The line count for "warn" is all that is needed: say how many lines in the listing below contain it.

[Start of section]

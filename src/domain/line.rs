use crate::domain::model::{LineId, Section, SectionId, StationId};
use crate::domain::sections::{SectionChain, SectionChainError};

/// A subway line. It owns its sections by value; the ordered station view and
/// total distance are derived from the chain on every read.
#[derive(Debug, Clone)]
pub struct Line {
    id: LineId,
    name: String,
    color: String,
    sections: SectionChain,
}

impl Line {
    pub fn new(
        id: LineId,
        name: impl Into<String>,
        color: impl Into<String>,
        initial: Section,
    ) -> Self {
        Self::from_chain(id, name, color, SectionChain::new(initial))
    }

    pub fn from_chain(
        id: LineId,
        name: impl Into<String>,
        color: impl Into<String>,
        sections: SectionChain,
    ) -> Self {
        Self {
            id,
            name: name.into(),
            color: color.into(),
            sections,
        }
    }

    pub fn id(&self) -> LineId {
        self.id
    }

    pub fn name(&self) -> &str {
        &self.name
    }

    pub fn color(&self) -> &str {
        &self.color
    }

    pub fn sections(&self) -> &SectionChain {
        &self.sections
    }

    pub fn update(&mut self, name: impl Into<String>, color: impl Into<String>) {
        self.name = name.into();
        self.color = color.into();
    }

    pub fn add_section(
        &mut self,
        id: SectionId,
        up_station_id: StationId,
        down_station_id: StationId,
        distance: u64,
    ) -> Result<(), SectionChainError> {
        self.sections.add(id, up_station_id, down_station_id, distance)
    }

    pub fn remove_section(&mut self, station_id: StationId) -> Result<Section, SectionChainError> {
        self.sections.remove(station_id)
    }

    pub fn contains(&self, station_id: StationId) -> bool {
        self.sections.contains(station_id)
    }

    pub fn ordered_station_ids(&self) -> Vec<StationId> {
        self.sections.ordered_station_ids()
    }

    pub fn total_distance(&self) -> u64 {
        self.sections.total_distance()
    }

    /// The section that now joins `up` to `down`, if any.
    pub fn find_section(
        &self,
        up_station_id: StationId,
        down_station_id: StationId,
    ) -> Option<&Section> {
        self.sections.sections().find(|section| {
            section.up_station_id() == up_station_id
                && section.down_station_id() == down_station_id
        })
    }
}
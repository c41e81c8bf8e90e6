use crate::app::dto::{
    LineRequest, LineResponse, LineUpdateRequest, SectionRequest, SectionResponse,
    StationRequest, StationResponse,
};
use crate::domain::line::Line;
use crate::domain::model::{LineId, Section, Station, StationId};
use crate::domain::ports::{LineHandle, LineRepository, StationRepository};
use crate::domain::sections::SectionChainError;
use crate::utils::error::{Result, SubwayError};
use crate::utils::validation::Validate;
use tokio::sync::Mutex;

/// Line management on top of the station and line repositories.
///
/// Station ids are resolved here, before anything reaches a line's section
/// chain, so a missing station is reported as `StationNotFound` and never as a
/// chain rejection.
///
/// Section mutations resolve their stations while holding the line's write
/// guard, and `delete_station` holds every line's read guard while it checks
/// usage. Line creation, renames and station deletion also run under one
/// registry lock, so line names stay unique and a new line never references a
/// station deleted in the meantime. The registry lock is always taken before
/// any line guard.
pub struct LineService<S: StationRepository, L: LineRepository> {
    stations: S,
    lines: L,
    registry: Mutex<()>,
}

impl<S: StationRepository, L: LineRepository> LineService<S, L> {
    pub fn new(stations: S, lines: L) -> Self {
        Self {
            stations,
            lines,
            registry: Mutex::new(()),
        }
    }

    pub async fn create_station(&self, request: StationRequest) -> Result<StationResponse> {
        request.validate()?;

        let station = self.stations.save(request.name.trim()).await?;
        tracing::info!("Created station {} ({})", station.id, station.name);
        Ok(station.into())
    }

    pub async fn list_stations(&self) -> Result<Vec<StationResponse>> {
        let stations = self.stations.find_all().await?;
        Ok(stations.into_iter().map(StationResponse::from).collect())
    }

    pub async fn delete_station(&self, id: StationId) -> Result<()> {
        let _registry = self.registry.lock().await;
        self.find_station(id).await?;

        let handles = self.lines.find_all().await?;
        let mut guards = Vec::with_capacity(handles.len());
        for handle in &handles {
            let line = handle.read().await;
            if line.contains(id) {
                tracing::warn!("Refusing to delete station {}: used by line {}", id, line.id());
                return Err(SubwayError::StationInUse {
                    id,
                    line_id: line.id(),
                });
            }
            guards.push(line);
        }

        self.stations.delete(id).await?;
        tracing::info!("Deleted station {}", id);
        Ok(())
    }

    pub async fn create_line(&self, request: LineRequest) -> Result<LineResponse> {
        request.validate()?;
        let name = request.name.trim().to_string();

        let registry = self.registry.lock().await;
        self.ensure_unique_name(&name, None).await?;

        self.find_station(request.up_station_id).await?;
        self.find_station(request.down_station_id).await?;

        let initial = Section::new(
            self.lines.next_section_id(),
            request.up_station_id,
            request.down_station_id,
            request.distance,
        )?;
        let line = Line::new(self.lines.next_line_id(), name, request.color, initial);
        let handle = self.lines.save(line).await?;
        drop(registry);

        let line = handle.read().await;
        tracing::info!(
            "Created line {} ({}) from station {} to {}, distance {}",
            line.id(),
            line.name(),
            request.up_station_id,
            request.down_station_id,
            line.total_distance()
        );
        self.render(&line).await
    }

    pub async fn list_lines(&self) -> Result<Vec<LineResponse>> {
        let mut responses = Vec::new();
        for handle in self.lines.find_all().await? {
            let line = handle.read().await;
            responses.push(self.render(&line).await?);
        }
        Ok(responses)
    }

    pub async fn find_line(&self, id: LineId) -> Result<LineResponse> {
        let handle = self.find_handle(id).await?;
        let line = handle.read().await;
        self.render(&line).await
    }

    pub async fn update_line(
        &self,
        id: LineId,
        request: LineUpdateRequest,
    ) -> Result<LineResponse> {
        request.validate()?;
        let name = request.name.trim().to_string();

        let _registry = self.registry.lock().await;
        let handle = self.find_handle(id).await?;
        self.ensure_unique_name(&name, Some(id)).await?;

        let mut line = handle.write().await;
        line.update(name, request.color);
        tracing::info!("Updated line {} to {} ({})", id, line.name(), line.color());

        self.render(&line).await
    }

    pub async fn delete_line(&self, id: LineId) -> Result<()> {
        if !self.lines.delete(id).await? {
            return Err(SubwayError::LineNotFound { id });
        }
        tracing::info!("Deleted line {} and its sections", id);
        Ok(())
    }

    pub async fn add_section(
        &self,
        line_id: LineId,
        request: SectionRequest,
    ) -> Result<SectionResponse> {
        request.validate()?;

        let handle = self.find_handle(line_id).await?;
        let mut line = handle.write().await;

        self.find_station(request.up_station_id).await?;
        self.find_station(request.down_station_id).await?;

        let section_id = self.lines.next_section_id();
        if let Err(e) = line.add_section(
            section_id,
            request.up_station_id,
            request.down_station_id,
            request.distance,
        ) {
            tracing::warn!("Rejected section for line {}: {}", line_id, e);
            return Err(e.into());
        }

        let section = line
            .find_section(request.up_station_id, request.down_station_id)
            .ok_or_else(|| SectionChainError::BrokenChain {
                reason: format!("section {} missing right after insert", section_id),
            })?;
        tracing::info!(
            "Added section {} ({} -> {}) to line {}: {} sections, distance {}",
            section.id(),
            section.up_station_id(),
            section.down_station_id(),
            line_id,
            line.sections().section_count(),
            line.total_distance()
        );

        Ok(SectionResponse::new(line_id, section))
    }

    pub async fn remove_section(&self, line_id: LineId, station_id: StationId) -> Result<()> {
        let handle = self.find_handle(line_id).await?;
        let mut line = handle.write().await;

        self.find_station(station_id).await?;

        match line.remove_section(station_id) {
            Ok(removed) => {
                tracing::info!(
                    "Removed section {} from line {}: down terminus is now {}, distance {}",
                    removed.id(),
                    line_id,
                    line.sections().down_terminus(),
                    line.total_distance()
                );
                Ok(())
            }
            Err(e) => {
                tracing::warn!(
                    "Rejected removal of station {} from line {}: {}",
                    station_id,
                    line_id,
                    e
                );
                Err(e.into())
            }
        }
    }

    /// Consistent copies of all stations and lines, for writing the network back out.
    pub async fn export(&self) -> Result<(Vec<Station>, Vec<Line>)> {
        let stations = self.stations.find_all().await?;
        let mut lines = Vec::new();
        for handle in self.lines.find_all().await? {
            lines.push(handle.read().await.clone());
        }
        Ok((stations, lines))
    }

    async fn find_station(&self, id: StationId) -> Result<Station> {
        tracing::debug!("Resolving station {}", id);
        self.stations
            .find_by_id(id)
            .await?
            .ok_or(SubwayError::StationNotFound { id })
    }

    async fn find_handle(&self, id: LineId) -> Result<LineHandle> {
        tracing::debug!("Resolving line {}", id);
        self.lines
            .find_by_id(id)
            .await?
            .ok_or(SubwayError::LineNotFound { id })
    }

    async fn ensure_unique_name(&self, name: &str, except: Option<LineId>) -> Result<()> {
        for handle in self.lines.find_all().await? {
            let line = handle.read().await;
            if except != Some(line.id()) && line.name() == name {
                return Err(SubwayError::DuplicateLineName {
                    name: name.to_string(),
                });
            }
        }
        Ok(())
    }

    async fn render(&self, line: &Line) -> Result<LineResponse> {
        let mut stations = Vec::with_capacity(line.sections().section_count() + 1);
        for id in line.ordered_station_ids() {
            stations.push(self.find_station(id).await?);
        }
        Ok(LineResponse::new(line, stations))
    }
}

[End of section]

## [Solution]
3